Men who embark on a program of PSA screening, therefore, need to take several precautionary steps to prevent being sucked into this unfortunate, fear-filled scenario.

First, a man should know that his PSA is only normal or abnormal as it relates to the size of his prostate gland. A high PSA can be from cancer, but it can also be due to a benignly enlarged prostate gland. As men age, their prostates commonly get bigger and produce more PSA. A rise in PSA from an enlarged prostate gland can be completely unrelated to cancer.

So when the doctor tells you, “Your PSA is high, I want to refer you to a urologist to consider doing a biopsy,” your cogent response should be, “Please refer me for a high-quality 3T multiparametric MRI scan or a high-resolution color Doppler ultrasound scan to measure the size of my prostate gland.”

The scan will report the prostate size in cubic centimeters or “cc.”  The PSA level can then be interpreted as “normal” if it is about one-tenth of the prostate size. For example, a normal PSA for a 50cc-sized prostate gland would be 5. A normal PSA for a 70cc prostate is 7. The PSA is abnormally high, using the example of a man with a 50cc prostate, when it is 50% above the expected normal value of 5, in other words, above 7.5. (50% of 5 = 2.5.  The 2.5 figure is added to the normal value of 5 to generate the PSA value for the upper limit of normal for that sized prostate gland which in this case is 7.5).

Of course additional factors besides prostate size may need to be considered when interpreting PSA.

Prostate infections, lab errors and recent sexual activity can all cause temporary increases in the PSA level.
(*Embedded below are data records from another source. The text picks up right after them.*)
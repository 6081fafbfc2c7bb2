//! Note file storage error types.

use thiserror::Error;

/// Storage error variants.
#[derive(Debug, Error)]
#[allow(missing_docs)]
pub enum StorageError {
    #[error("failed to access {path}: {message}")]
    Io { path: String, message: String },

    #[error("failed to parse {path}: {message}")]
    Parse { path: String, message: String },

    #[error("failed to serialize notes: {0}")]
    Serialize(String),
}

impl StorageError {
    /// Creates I/O error.
    #[must_use]
    pub fn io(path: impl Into<String>, err: &std::io::Error) -> Self {
        Self::Io {
            path: path.into(),
            message: err.to_string(),
        }
    }

    /// Creates parse error.
    #[must_use]
    pub fn parse(path: impl Into<String>, err: &serde_json::Error) -> Self {
        Self::Parse {
            path: path.into(),
            message: err.to_string(),
        }
    }
}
The first logical step, even before doing a prostate scan, is to simply wait and recheck the PSA in a week. Temporary and unexplained elevations of PSA occur all the time and they often revert back to baseline without any intervention at all.  
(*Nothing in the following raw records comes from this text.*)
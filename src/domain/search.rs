//! Tag search state.

use crate::domain::entities::NoteBook;
use crate::domain::errors::NoteError;

/// Label of the search toggle while no filter is active.
pub const SEARCH_LABEL: &str = "Search by tag";
/// Label of the search toggle while a filter is active.
pub const RESET_LABEL: &str = "Reset search";

/// Tag filter applied to the note list.
#[derive(Debug, Clone, Default, PartialEq, Eq)]
pub enum TagFilter {
    /// Every note is listed.
    #[default]
    Inactive,
    /// Only notes carrying this tag are listed.
    Active(String),
}

impl TagFilter {
    /// Flips the filter.
    ///
    /// When inactive, activates it for the trimmed `tag`. When active,
    /// resets it and ignores `tag`.
    ///
    /// # Errors
    /// Returns [`NoteError::EmptySearchTag`] when activating with a blank tag.
    pub fn toggle(&mut self, tag: &str) -> Result<(), NoteError> {
        match self {
            Self::Active(_) => {
                *self = Self::Inactive;
                Ok(())
            }
            Self::Inactive => {
                let tag = tag.trim();
                if tag.is_empty() {
                    return Err(NoteError::EmptySearchTag);
                }
                *self = Self::Active(tag.to_string());
                Ok(())
            }
        }
    }

    /// Checks whether a tag filter is applied.
    #[must_use]
    pub const fn is_active(&self) -> bool {
        matches!(self, Self::Active(_))
    }

    /// Returns the filtered tag.
    #[must_use]
    pub fn tag(&self) -> Option<&str> {
        match self {
            Self::Active(tag) => Some(tag),
            Self::Inactive => None,
        }
    }

    /// Label for the toggle action in its current state.
    #[must_use]
    pub const fn toggle_label(&self) -> &'static str {
        match self {
            Self::Active(_) => RESET_LABEL,
            Self::Inactive => SEARCH_LABEL,
        }
    }

    /// Returns the titles visible under this filter.
    #[must_use]
    pub fn apply(&self, book: &NoteBook) -> Vec<String> {
        match self {
            Self::Inactive => book.titles().map(String::from).collect(),
            Self::Active(tag) => book
                .filter_by_tag(tag)
                .into_iter()
                .map(String::from)
                .collect(),
        }
    }
}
There are additional advantages to doing prostate imaging with multiparametric MRI or color Doppler ultrasound rather than doing a random 12-core needle biopsy.

1.     When a spot that is suspicious for high-grade cancer is detected, a targeted biopsy can be performed. This means only one or two needle samples are obtained instead of doing a dozen. This reduces the discomfort and the risk of infection considerably.

2.     If a slightly suspicious lesion is detected two options can be considered: The suspicious lesion can be targeted with a needle biopsy, or, patients can consider simply monitoring the situation closely by repeating the scan in six months to see if the lesion is growing or changing. 

3.     Men with low-grade lesions (and PSA levels that are normal using the PSA definition described above) can forgo biopsy altogether and simply undergo a repeat scan after one year.  

Prostate imaging

Prostate imaging is a fantastic development but the technology is new and not all imaging centers are able to achieve equally high quality results. The PSA screening protocol advocated in this article, using state-of-the-art scans as a substitute for doing a 12-core random biopsy, relies on the following assumptions:

1.     The imaging is performed with state-of-the-art equipment.

2.     The scanning is performed by well-trained technicians.

3.     The images obtained from the scan are interpreted by experienced radiologists.

4.     The information provided by the scan report is acted upon by an expert in prostate cancer.

Incompetence in any one of these areas can make conclusions drawn from scan reports misleading and unreliable.

We are long overdue for a good alternative to random 12-core needle biopsies. Prostate imaging, assuming it is well-performed, properly interpreted and sensibly managed brings about this long-awaited deliverance. The next step will be developing more quality imaging centers and more willingness from doctors to learn about and adapt to this new technology.